**TASK OBJECTIVE**
Print nothing but the lines below starting at the line that holds "invariants of a" and ending at the line that holds "mod witness;", including both, each exactly as written.

(Saved entries)
((
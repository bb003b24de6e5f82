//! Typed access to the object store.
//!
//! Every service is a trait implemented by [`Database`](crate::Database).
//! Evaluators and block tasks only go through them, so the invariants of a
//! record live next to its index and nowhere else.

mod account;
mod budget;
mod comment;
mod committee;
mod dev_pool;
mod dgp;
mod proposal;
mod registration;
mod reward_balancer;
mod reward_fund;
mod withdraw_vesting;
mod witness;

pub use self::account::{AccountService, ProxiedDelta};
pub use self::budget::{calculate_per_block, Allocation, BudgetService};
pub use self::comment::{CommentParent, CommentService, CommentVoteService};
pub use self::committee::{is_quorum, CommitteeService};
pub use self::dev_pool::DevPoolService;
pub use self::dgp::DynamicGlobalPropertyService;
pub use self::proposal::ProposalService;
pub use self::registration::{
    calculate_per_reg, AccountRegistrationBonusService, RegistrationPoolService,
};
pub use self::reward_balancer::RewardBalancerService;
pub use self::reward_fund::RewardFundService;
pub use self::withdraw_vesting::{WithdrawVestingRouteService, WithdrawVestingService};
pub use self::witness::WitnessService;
))
**YOUR SOLUTION**
//! Evaluators and block tasks only go through them, so the invariants of a
//! record live next to its index and nowhere else.

mod account;
mod budget;
mod comment;
mod committee;
mod dev_pool;
mod dgp;
mod proposal;
mod registration;
mod reward_balancer;
mod reward_fund;
mod withdraw_vesting;
mod witness;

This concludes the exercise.